## WHAT TO WORK ON
Copy out all of the entries below without any change.

## DATA IN THIS EXERCISE
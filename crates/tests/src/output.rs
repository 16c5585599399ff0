//! Printed output.

use crate::check::{check_output, run};
use sml_interp::{Options, Warning};

#[test]
fn in_order() {
  check_output(r#"print "hi\n"; print "there";"#, &["hi\n", "there"]);
}

#[test]
fn from_functions() {
  check_output(r#"val _ = app print ["a", "b", "c"]"#, &["a", "b", "c"]);
  check_output(
    r#"fun count 0 = () | count n = (print (Int.toString n); count (n - 1)) val _ = count 3"#,
    &["3", "2", "1"],
  );
}

#[test]
fn none() {
  check_output("val x = 1", &[]);
}

#[test]
fn before_raise() {
  let got = match run(&Options::default(), r#"print "a"; raise Div; print "b";"#) {
    Ok(x) => x,
    Err(e) => panic!("unexpected error: {e}"),
  };
  assert!(got.evaluation_errored);
  let out: Vec<_> = got
    .warnings
    .iter()
    .filter_map(|w| match w {
      Warning::Output(s) => Some(s.as_str()),
      Warning::Statics(_) => None,
    })
    .collect();
  assert_eq!(out, ["a"]);
}

#[test]
fn after_warnings() {
  let got = match run(&Options::default(), r#"fun f 1 = 2 val _ = print "x""#) {
    Ok(x) => x,
    Err(e) => panic!("unexpected error: {e}"),
  };
  assert!(matches!(got.warnings.as_slice(), [Warning::Statics(_), Warning::Output(_)]));
}
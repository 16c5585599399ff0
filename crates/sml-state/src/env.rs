//! Dynamic environments, signatures, and functors.

#![allow(clippy::module_name_repetitions)]

use crate::State;
use crate::val::Val;
use fast_hash::FxHashMap;
use sml_statics_types::env::{IdStatus, Sig};
use std::rc::Rc;
use str_util::Name;

/// A dynamic environment, as for a structure.
#[derive(Debug, Default, Clone)]
pub struct DynEnv {
  /// The structures.
  pub str_env: FxHashMap<Name, DynEnv>,
  /// The types, mapped to their constructor names.
  pub ty_env: FxHashMap<Name, Vec<Name>>,
  /// The values.
  pub val_env: FxHashMap<Name, (Val, IdStatus)>,
}

impl DynEnv {
  /// Adds everything from `other` to this, overwriting.
  pub fn extend(&mut self, other: DynEnv) {
    self.str_env.extend(other.str_env);
    self.ty_env.extend(other.ty_env);
    self.val_env.extend(other.val_env);
  }

  /// Returns the env at the path of structure names.
  ///
  /// # Errors
  ///
  /// Returns the first name not found.
  pub fn get_str<'e, 'n>(&'e self, names: &'n [Name]) -> Result<&'e DynEnv, &'n Name> {
    let mut ret = self;
    for name in names {
      ret = match ret.str_env.get(name) {
        Some(x) => x,
        None => return Err(name),
      };
    }
    Ok(ret)
  }

  /// Keeps only what the signature mentions.
  #[must_use]
  pub fn filter(mut self, sig: &DynSig) -> DynEnv {
    let str_env = sig
      .str_env
      .iter()
      .filter_map(|(name, sig)| Some((name.clone(), self.str_env.remove(name)?.filter(sig))))
      .collect();
    let ty_env = sig
      .ty_env
      .iter()
      .filter_map(|(name, _)| Some((name.clone(), self.ty_env.remove(name)?)))
      .collect();
    let val_env = sig
      .val_env
      .iter()
      .filter_map(|(name, &id_status)| {
        let (val, _) = self.val_env.remove(name)?;
        Some((name.clone(), (val, id_status)))
      })
      .collect();
    DynEnv { str_env, ty_env, val_env }
  }
}

/// What a signature means at runtime: the names it lets through.
#[derive(Debug, Default, Clone)]
pub struct DynSig {
  /// The structures.
  pub str_env: FxHashMap<Name, DynSig>,
  /// The types, mapped to their constructor names.
  pub ty_env: FxHashMap<Name, Vec<Name>>,
  /// The values.
  pub val_env: FxHashMap<Name, IdStatus>,
}

impl DynSig {
  /// Adds everything from `other` to this, overwriting.
  pub fn extend(&mut self, other: DynSig) {
    self.str_env.extend(other.str_env);
    self.ty_env.extend(other.ty_env);
    self.val_env.extend(other.val_env);
  }
}

/// A functor, for static analysis.
#[derive(Debug)]
pub struct StaticFunctor {
  /// The parameter name.
  pub param: Name,
  /// The parameter signature.
  pub param_sig: Sig,
  /// The body, elaborated again at each application.
  pub body: Rc<sml_hir::StrExp>,
  /// The state the functor was declared in.
  pub state: State,
}

/// A functor, for evaluation.
#[derive(Debug)]
pub struct DynFunctor {
  /// The parameter name.
  pub param: Name,
  /// The parameter signature.
  pub param_sig: DynSig,
  /// The body.
  pub body: Rc<sml_hir::StrExp>,
  /// The state the functor was declared in.
  pub state: State,
}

## TASK RESULT
filename crates/tests/src/output.rs
repository 16c5585599399ff0
//! Printed output.

use crate::check::{check_output, run};
use sml_interp::{Options, Warning};

#[test]
fn in_order() {
  check_output(r#"print "hi\n"; print "there";"#, &["hi\n", "there"]);
}

#[test]
fn from_functions() {
  check_output(r#"val _ = app print ["a", "b", "c"]"#, &["a", "b", "c"]);
  check_output(
    r#"fun count 0 = () | count n = (print (Int.toString n); count (n - 1)) val _ = count 3"#,
    &["3", "2", "1"],
  );
}

#[test]
fn none() {
  check_output("val x = 1", &[]);
}

#[test]
fn before_raise() {
  let got = match run(&Options::default(), r#"print "a"; raise Div; print "b";"#) {
    Ok(x) => x,
    Err(e) => panic!("unexpected error: {e}"),
  };
  assert!(got.evaluation_errored);
  let out: Vec<_> = got
    .warnings
    .iter()
    .filter_map(|w| match w {
      Warning::Output(s) => Some(s.as_str()),
      Warning::Statics(_) => None,
    })
    .collect();
  assert_eq!(out, ["a"]);
}

#[test]
fn after_warnings() {
  let got = match run(&Options::default(), r#"fun f 1 = 2 val _ = print "x""#) {
    Ok(x) => x,
    Err(e) => panic!("unexpected error: {e}"),
  };
  assert!(matches!(got.warnings.as_slice(), [Warning::Statics(_), Warning::Output(_)]));
}
repository 16c5585599399ff0
filename crates/sml-state/src/env.rs
//! Dynamic environments, signatures, and functors.

#![allow(clippy::module_name_repetitions)]

use crate::State;
use crate::val::Val;
use fast_hash::FxHashMap;
use sml_statics_types::env::{IdStatus, Sig};
use std::rc::Rc;
use str_util::Name;

/// A dynamic environment, as for a structure.
#[derive(Debug, Default, Clone)]
pub struct DynEnv {
  /// The structures.
  pub str_env: FxHashMap<Name, DynEnv>,
  /// The types, mapped to their constructor names.
  pub ty_env: FxHashMap<Name, Vec<Name>>,
  /// The values.
  pub val_env: FxHashMap<Name, (Val, IdStatus)>,
}

impl DynEnv {
  /// Adds everything from `other` to this, overwriting.
  pub fn extend(&mut self, other: DynEnv) {
    self.str_env.extend(other.str_env);
    self.ty_env.extend(other.ty_env);
    self.val_env.extend(other.val_env);
  }

  /// Returns the env at the path of structure names.
  ///
  /// # Errors
  ///
  /// Returns the first name not found.
  pub fn get_str<'e, 'n>(&'e self, names: &'n [Name]) -> Result<&'e DynEnv, &'n Name> {
    let mut ret = self;
    for name in names {
      ret = match ret.str_env.get(name) {
        Some(x) => x,
        None => return Err(name),
      };
    }
    Ok(ret)
  }

  /// Keeps only what the signature mentions.
  #[must_use]
  pub fn filter(mut self, sig: &DynSig) -> DynEnv {
    let str_env = sig
      .str_env
      .iter()
      .filter_map(|(name, sig)| Some((name.clone(), self.str_env.remove(name)?.filter(sig))))
      .collect();
    let ty_env = sig
      .ty_env
      .iter()
      .filter_map(|(name, _)| Some((name.clone(), self.ty_env.remove(name)?)))
      .collect();
    let val_env = sig
      .val_env
      .iter()
      .filter_map(|(name, &id_status)| {
        let (val, _) = self.val_env.remove(name)?;
        Some((name.clone(), (val, id_status)))
      })
      .collect();
    DynEnv { str_env, ty_env, val_env }
  }
}

/// What a signature means at runtime: the names it lets through.
#[derive(Debug, Default, Clone)]
pub struct DynSig {
  /// The structures.
  pub str_env: FxHashMap<Name, DynSig>,
  /// The types, mapped to their constructor names.
  pub ty_env: FxHashMap<Name, Vec<Name>>,
  /// The values.
  pub val_env: FxHashMap<Name, IdStatus>,
}

impl DynSig {
  /// Adds everything from `other` to this, overwriting.
  pub fn extend(&mut self, other: DynSig) {
    self.str_env.extend(other.str_env);
    self.ty_env.extend(other.ty_env);
    self.val_env.extend(other.val_env);
  }
}

/// A functor, for static analysis.
#[derive(Debug)]
pub struct StaticFunctor {
  /// The parameter name.
  pub param: Name,
  /// The parameter signature.
  pub param_sig: Sig,
  /// The body, elaborated again at each application.
  pub body: Rc<sml_hir::StrExp>,
  /// The state the functor was declared in.
  pub state: State,
}

/// A functor, for evaluation.
#[derive(Debug)]
pub struct DynFunctor {
  /// The parameter name.
  pub param: Name,
  /// The parameter signature.
  pub param_sig: DynSig,
  /// The body.
  pub body: Rc<sml_hir::StrExp>,
  /// The state the functor was declared in.
  pub state: State,
}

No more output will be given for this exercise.